To create this report.
- Run Truvari with the flag
--giabreport
. - In your output directory, you will find a file named
giab_report.txt
. - Next, make a copy of the Truvari Report Template Google Sheet.
- Finally, paste ALL of the information inside
giab_report.txt
into the "RawData" tab. Be careful not to alter the report text in any way. If successul, the "Formatted" tab you will have a fully formated report.
This currently only works with GIAB SV v0.5. Work will need to be done to ensure Truvari can parse future GIAB SV releases.
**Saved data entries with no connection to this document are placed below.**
use std::path::PathBuf;

use thiserror::Error;

/// Every failure a stage can report to its caller.
#[derive(Debug, Error)]
pub enum Error {
    #[error("HTTP request failed: {0}")]
    Http(#[from] reqwest::Error),

    #[error("HTTP status {status} from {url}")]
    Status {
        status: reqwest::StatusCode,
        url: String,
    },

    #[error("XML error: {0}")]
    Xml(#[from] quick_xml::Error),

    #[error("malformed comment feed: {0}")]
    MalformedFeed(&'static str),

    #[error("{0} not found in response")]
    NotFound(String),

    #[error("input file {} does not exist; run danmaku_fetch first", .0.display())]
    MissingInput(PathBuf),

    #[error("I/O error: {0}")]
    Io(#[from] std::io::Error),

    #[error("CSV error: {0}")]
    Csv(#[from] csv::Error),

    #[error("zip error: {0}")]
    Zip(#[from] zip::result::ZipError),

    #[error("timestamp {max}s spans more than {limit} buckets of {width}s")]
    TimelineTooLong { max: f64, width: u64, limit: usize },

    #[error("chart rendering failed: {0}")]
    Chart(String),

    #[error("sentiment classifier failed: {0}")]
    Classifier(String),
}

pub type Result<T> = std::result::Result<T, Error>;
ftp://ftp-trace.ncbi.nlm.nih.gov/giab/ftp/data/AshkenazimTrio/analysis/NIST_UnionSVs_12122017/
Include Bed & VCF Header Contigs
If an --includebed
is provided, only base and comp calls overlapping the defined regions are used
for comparison. This is equilavent to pre-filtering your base/comp calls with:
(zgrep "#" my_calls.vcf.gz && bedtools intersect -u -a my_calls.vcf.gz -b include.bed) | bgzip > filtered.vcf.gz
If an --includebed
is not provided, the comparison is restricted to only the contigs present in the base VCF
header. Therefore, any comparison calls on contigs not in the base calls will not be counted toward summary
statistics and will not be present in any output vcfs.